Carbon Bikes and Quality Control

On Tue, 6 Jun 2017 18:35:26 -0400, Frank Krygowski
wrote:

On 6/6/2017 5:52 AM, John B. wrote:
On Mon, 05 Jun 2017 12:53:53 -0700, Joerg
wrote:

On 2017-06-05 10:20, Doug Landau wrote:
On Sunday, June 4, 2017 at 10:02:40 AM UTC-7, Joerg wrote:
On 2017-06-04 06:50, Jeff Liebermann wrote:
On Sun, 04 Jun 2017 14:37:28 +0700, John B.
wrote:

Well, if you are going to be all electronic there should be no
problem to have a "tinkle, tinkle" setting, a "ding, ding"
setting and a "GET OUT THE F--KING WAY!" setting.

All good ideas but I think some psychology might be better. I
think I'll try synthesizing the sound of an iPhone ringing. That
should stop anyone ahead in their tracks as they look down at
their iPhone to see who's calling. Since they've now stopped
moving, I can usually weave (or zip) around them. If that
doesn't work, I'll try the doppler shifted sound of screeching
tires.


Electronic is too wimpy. This ought to do:

https://www.youtube.com/watch?v=BGWRB2UNOmI

****it. That video absolutely will not dispense with the 15-second
ad, no matter how many times you hit Control-R. **** it.

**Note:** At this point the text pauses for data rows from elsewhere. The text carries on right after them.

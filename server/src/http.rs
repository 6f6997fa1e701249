//! HTTP surface: explain endpoints for book and series searches.
//!
//! Each endpoint authenticates the bearer token, checks the filter against the
//! configured limits, compiles it together with the caller's security scope
//! and answers with the statement a database backend would run.
//!
//! # Pre-conditions
//! - Requests carry `Authorization: Bearer <jwt>`.
//!
//! # Post-conditions
//! - A 200 response always includes the security scope of the caller.

use std::sync::Arc;

use axum::{
    Json, Router,
    extract::State,
    http::{HeaderMap, StatusCode, header::AUTHORIZATION},
    response::{IntoResponse, Response},
    routing::{get, post},
};
use serde::{Deserialize, Serialize};

use crate::auth::{JwtConfig, JwtError, SecurityContext, verify_token};
use crate::backend::render_select;
use crate::search::{
    BookCondition, CompileError, FilterCompiler, FilterLimitError, FilterLimits, Literal,
    RequiredJoin, SearchCondition, SeriesCondition,
};
use crate::time::TimeSource;

/// Shared state for all handlers.
#[derive(Clone)]
#[allow(clippy::disallowed_methods)] // Arc::clone is safe and expected for shared state
pub struct AppState {
    pub jwt: Arc<JwtConfig>,
    pub limits: FilterLimits,
    pub time: Arc<dyn TimeSource>,
}

/// Body of an explain request. A missing or null condition means "no filter".
#[derive(Debug, Deserialize)]
pub struct ExplainRequest<C> {
    pub condition: Option<C>,
}

#[derive(Debug, Serialize)]
pub struct ExplainResponse {
    pub sql: String,
    pub params: Vec<Literal>,
    pub joins: Vec<RequiredJoin>,
}

/// Error returned to HTTP clients.
#[derive(Debug)]
pub enum ApiError {
    /// Missing, malformed or rejected bearer token.
    Unauthorized(String),
    /// The filter cannot be served for this request.
    BadRequest(String),
}

impl std::fmt::Display for ApiError {
    fn fmt(&self, f: &mut std::fmt::Formatter<'_>) -> std::fmt::Result {
        match self {
            Self::Unauthorized(reason) => write!(f, "unauthorized: {reason}"),
            Self::BadRequest(reason) => write!(f, "bad request: {reason}"),
        }
    }
}

impl std::error::Error for ApiError {}

impl From<JwtError> for ApiError {
    fn from(error: JwtError) -> Self {
        Self::Unauthorized(error.to_string())
    }
}

impl From<FilterLimitError> for ApiError {
    fn from(error: FilterLimitError) -> Self {
        Self::BadRequest(error.to_string())
    }
}

impl From<CompileError> for ApiError {
    fn from(error: CompileError) -> Self {
        Self::BadRequest(error.to_string())
    }
}

impl ApiError {
    #[must_use]
    pub const fn status(&self) -> StatusCode {
        match self {
            Self::Unauthorized(_) => StatusCode::UNAUTHORIZED,
            Self::BadRequest(_) => StatusCode::BAD_REQUEST,
        }
    }
}

impl IntoResponse for ApiError {
    fn into_response(self) -> Response {
        let body = serde_json::json!({ "error": self.to_string() });
        (self.status(), Json(body)).into_response()
    }
}

/// Build the application router.
#[must_use]
pub fn router(state: AppState) -> Router {
    Router::new()
        .route("/healthz", get(healthz))
        .route("/api/v1/books/search/explain", post(explain_books))
        .route("/api/v1/series/search/explain", post(explain_series))
        .with_state(state)
}

async fn healthz() -> StatusCode {
    StatusCode::OK
}

async fn explain_books(
    State(state): State<AppState>,
    headers: HeaderMap,
    Json(request): Json<ExplainRequest<BookCondition>>,
) -> Result<Json<ExplainResponse>, ApiError> {
    explain(&state, &headers, &request).map(Json)
}

async fn explain_series(
    State(state): State<AppState>,
    headers: HeaderMap,
    Json(request): Json<ExplainRequest<SeriesCondition>>,
) -> Result<Json<ExplainResponse>, ApiError> {
    explain(&state, &headers, &request).map(Json)
}

/// Authenticate, bound, compile and render one explain request.
///
/// # Errors
/// - `ApiError::Unauthorized` if the bearer token is missing or invalid.
/// - `ApiError::BadRequest` if the filter exceeds the limits or cannot be
///   compiled for the caller.
pub fn explain<C: SearchCondition>(
    state: &AppState,
    headers: &HeaderMap,
    request: &ExplainRequest<C>,
) -> Result<ExplainResponse, ApiError> {
    let result = authenticate(state, headers).and_then(|context| {
        if let Some(condition) = &request.condition {
            state.limits.check(condition)?;
        }
        let compiler = FilterCompiler::new(state.time.as_ref());
        let filter = compiler.compile_search(&context, request.condition.as_ref())?;
        Ok(filter)
    });

    let filter = match result {
        Ok(filter) => filter,
        Err(error) => {
            tracing::warn!(entity = ?C::ENTITY, "rejected explain request: {error}");
            return Err(error);
        }
    };

    let statement = render_select(C::ENTITY, &filter);
    Ok(ExplainResponse {
        sql: statement.sql,
        params: statement.params,
        joins: filter.required_joins.into_iter().collect(),
    })
}

fn authenticate(state: &AppState, headers: &HeaderMap) -> Result<SecurityContext, ApiError> {
    let token = headers
        .get(AUTHORIZATION)
        .and_then(|value| value.to_str().ok())
        .and_then(|value| value.strip_prefix("Bearer "))
        .map(str::trim)
        .filter(|token| !token.is_empty())
        .ok_or_else(|| ApiError::Unauthorized("missing bearer token".to_owned()))?;
    let principal = verify_token(token, &state.jwt)?;
    tracing::debug!(user = %principal.user_id, "authenticated request");
    Ok(principal.into())
}

#[cfg(test)]
mod tests {
    use axum::http::HeaderValue;
    use jsonwebtoken::{EncodingKey, Header, encode};

    use super::*;
    use crate::auth::{AgeRestriction, Claims};
    use crate::search::{Equality, StringOp};
    use crate::time::FixedTimeSource;
    use crate::types::ReadStatus;

    const SECRET: &[u8] = b"explain-endpoint-test-secret";
    /// 2100-01-01T00:00:00Z.
    const FAR_FUTURE: u64 = 4_102_444_800;

    fn state() -> AppState {
        AppState {
            jwt: Arc::new(JwtConfig::new_hs256(SECRET.to_vec()).expect("valid secret")),
            limits: FilterLimits {
                max_depth: 3,
                max_nodes: 8,
            },
            time: Arc::new(FixedTimeSource::default()),
        }
    }

    fn bearer(claims: &Claims) -> HeaderMap {
        let token = encode(
            &Header::default(),
            claims,
            &EncodingKey::from_secret(SECRET),
        )
        .expect("encodes");
        let mut headers = HeaderMap::new();
        headers.insert(
            AUTHORIZATION,
            HeaderValue::from_str(&format!("Bearer {token}")).expect("valid header"),
        );
        headers
    }

    fn user(sub: &str) -> Claims {
        Claims {
            sub: sub.to_owned(),
            exp: FAR_FUTURE,
            ..Claims::default()
        }
    }

    fn request<C>(condition: C) -> ExplainRequest<C> {
        ExplainRequest {
            condition: Some(condition),
        }
    }

    #[test]
    fn test_missing_token_is_unauthorized() {
        let result = explain::<BookCondition>(
            &state(),
            &HeaderMap::new(),
            &ExplainRequest { condition: None },
        );
        let error = result.expect_err("must be rejected");
        assert_eq!(error.status(), StatusCode::UNAUTHORIZED);
    }

    #[test]
    fn test_bad_signature_is_unauthorized() {
        let token = encode(
            &Header::default(),
            &user("u1"),
            &EncodingKey::from_secret(b"some-other-secret"),
        )
        .expect("encodes");
        let mut headers = HeaderMap::new();
        headers.insert(
            AUTHORIZATION,
            HeaderValue::from_str(&format!("Bearer {token}")).expect("valid header"),
        );
        let result =
            explain::<SeriesCondition>(&state(), &headers, &ExplainRequest { condition: None });
        assert_eq!(
            result.expect_err("must be rejected").status(),
            StatusCode::UNAUTHORIZED
        );
    }

    #[test]
    fn test_unfiltered_search_is_scoped_to_libraries() {
        let claims = Claims {
            libraries: Some(vec!["lib-b".to_owned(), "lib-a".to_owned()]),
            ..user("u1")
        };
        let response = explain::<SeriesCondition>(
            &state(),
            &bearer(&claims),
            &ExplainRequest { condition: None },
        )
        .expect("explains");
        assert_eq!(
            response.sql,
            "SELECT s.ID FROM SERIES s WHERE s.LIBRARY_ID IN ($1, $2)"
        );
        assert_eq!(
            response.params,
            vec![Literal::from("lib-a"), Literal::from("lib-b")]
        );
        assert!(response.joins.is_empty());
    }

    #[test]
    fn test_read_status_joins_progress_of_token_user() {
        let response = explain(
            &state(),
            &bearer(&user("u1")),
            &request(BookCondition::ReadStatus(Equality::Is(ReadStatus::Read))),
        )
        .expect("explains");
        assert_eq!(
            response.sql,
            "SELECT b.ID FROM BOOK b \
             LEFT JOIN READ_PROGRESS r ON b.ID = r.BOOK_ID AND r.USER_ID = $1 \
             WHERE r.COMPLETED IS TRUE"
        );
        assert_eq!(
            response.joins,
            vec![RequiredJoin::ReadProgress(crate::types::UserId::new("u1"))]
        );
    }

    #[test]
    fn test_age_restricted_user_gets_series_metadata_join() {
        let claims = Claims {
            age_restriction: Some(AgeRestriction::allow_only(12)),
            ..user("u1")
        };
        let response = explain(
            &state(),
            &bearer(&claims),
            &request(BookCondition::Title(StringOp::Contains("moon".to_owned()))),
        )
        .expect("explains");
        assert!(response.joins.contains(&RequiredJoin::SeriesMetadata));
        assert!(response.joins.contains(&RequiredJoin::BookMetadata));
        assert!(response.sql.contains("sd.AGE_RATING <= $"));
    }

    #[test]
    fn test_oversized_filter_is_bad_request() {
        let tag = |value: &str| BookCondition::Tag(Equality::Is(value.to_owned()));
        let inner = BookCondition::AllOf(vec![tag("a")]);
        let deep = BookCondition::AllOf(vec![BookCondition::AnyOf(vec![inner])]);
        let result = explain(&state(), &bearer(&user("u1")), &request(deep));
        assert_eq!(
            result.expect_err("too deep").status(),
            StatusCode::BAD_REQUEST
        );
    }

    #[test]
    fn test_request_body_wire_format() {
        let json = r#"{"condition": {"tag": {"operator": "is", "value": "x"}}}"#;
        let body: ExplainRequest<BookCondition> = serde_json::from_str(json).expect("valid body");
        assert!(body.condition.is_some());
        let empty: ExplainRequest<BookCondition> = serde_json::from_str("{}").expect("valid body");
        assert!(empty.condition.is_none());
    }

    #[test]
    fn test_response_serializes_joins_and_params() {
        let response = ExplainResponse {
            sql: "SELECT b.ID FROM BOOK b".to_owned(),
            params: vec![Literal::from("u1"), Literal::from(3_i64)],
            joins: vec![
                RequiredJoin::BookMetadata,
                RequiredJoin::ReadProgress(crate::types::UserId::new("u1")),
            ],
        };
        let json = serde_json::to_value(&response).expect("serializes");
        assert_eq!(
            json,
            serde_json::json!({
                "sql": "SELECT b.ID FROM BOOK b",
                "params": ["u1", 3],
                "joins": [
                    {"join": "bookMetadata"},
                    {"join": "readProgress", "id": "u1"}
                ]
            })
        );
    }

    #[tokio::test]
    async fn test_healthz() {
        assert_eq!(healthz().await, StatusCode::OK);
    }

    #[tokio::test]
    async fn test_explain_handler_wraps_json() {
        let Json(response) = explain_books(
            State(state()),
            bearer(&user("u1")),
            Json(ExplainRequest { condition: None }),
        )
        .await
        .expect("explains");
        assert_eq!(response.sql, "SELECT b.ID FROM BOOK b");
    }
}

Youtube has begun to nag more persistently and they make you wait them
out. A really nasty one is an IBM Watson ad that has caused me to
abandon Youtube at times.

I have developed a habit of doing some other chore while watching out of
the corner of an eye, then turning to the screen when the fluff is over.
Often I miss it and then just "spool back" to the beginning. I never
really see the ads consciously so I couldn't even tell you what any one
of them is about or what they wanted to sell.

The problem with Youtube is that it is a movie and can be made to
prove just about anything that the maker wants to prove.

As an example - This was widely believed
https://www.youtube.com/watch?v=Y90vnB6gUME

until this
https://www.youtube.com/watch?v=naSZBdJoEbM
came out.

Although Snopes helped, as usual.

That ain't nottin! I used to fly around in airplans that didn't have
no wings at all :-)
--
Cheers,

John B.

On Monday, May 29, 2017 at 11:40:18 AM UTC-4, wrote:

So until we have tort reform we have little way of knowing just how safe a carbon fiber frame and fork are.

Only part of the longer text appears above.